Violation de données : l’Hôpital Privé de la Loire sanctionné de 500 000 euros.

Violation de données en matière de santé : sanction de 500 000 euros à l’encontre de l’HÔPITAL PRIVÉ DE LA LOIRE

Violation de données : 500 000 € d’amende pour l’Hôpital Privé de la Loire

Le 3 septembre 2026, la Commission Nationale de l’Informatique et des Libertés (CNIL) a infligé une amende de 500 000 euros à l’Hôpital Privé de la Loire pour ne pas avoir mis en œuvre des mes adéquates pour asr la sécurité des données de ses patients et de certains de leurs proches.

Contexte factuel

Au cours de l’été 2025, un attaquant a réussi à accéder au dossier patient informatisé (DPI) de l’Hôpital Privé de la Loire, qui centralise les données des personnes prises en charge. Ce piratage a permis à l’individu d’accéder aux informations de 524 867 patients, incluant des données de santé, ainsi qu’à celles de 202 246 personnes désignées comme « tiers de confiance ».

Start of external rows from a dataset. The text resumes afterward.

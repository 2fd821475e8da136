//! Error taxonomy and the uniform failure envelope.

mod catalog;
mod chain;
mod envelope;
mod factory;
mod failure;
mod kind;

pub use catalog::{CatalogError, ErrorCatalog, render};
pub use chain::{
    MAX_CHAIN_LINKS, describe_chain, describe_error, exception_chain, find_correlation_id,
};
pub use envelope::{
    ChainLink, ErrorDetail, ErrorEnvelope, Params, RequestContext, ValidationDetail,
    redact_params,
};
pub use factory::{EnvelopeFactory, FailureCounter, FailureInterceptor};
pub use failure::Failure;
pub use kind::{ErrorKind, StatusClass};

Suite à cette violation, la CNIL a effectué un contrôle qui a révélé plusieurs manquements de l’établissement aux obligations du règlement général sur la protection des données (RGPD). En conséquence, la formation restreinte de la CNIL a prononcé l’amende, prenant en compte la violation des principes de sécurité, le nombre de personnes affectées et la nature des données compromises.

Données ou statistiques

La formation restreinte a constaté que l’Hôpital Privé de la Loire n’avait pas mis en place des mes de sécurité élémentaires. La procédure d’authentification pour accéder au DPI n’était pas suffisamment robuste, notamment en raison de l’absence de VPN et d’authentification multifacteur. De plus, la politique d’habilitation ne tenait pas compte des équipes de soins, permettant ainsi à l’attaquant d’accéder à l’intégralité des données des patients en utilisant un seul compte.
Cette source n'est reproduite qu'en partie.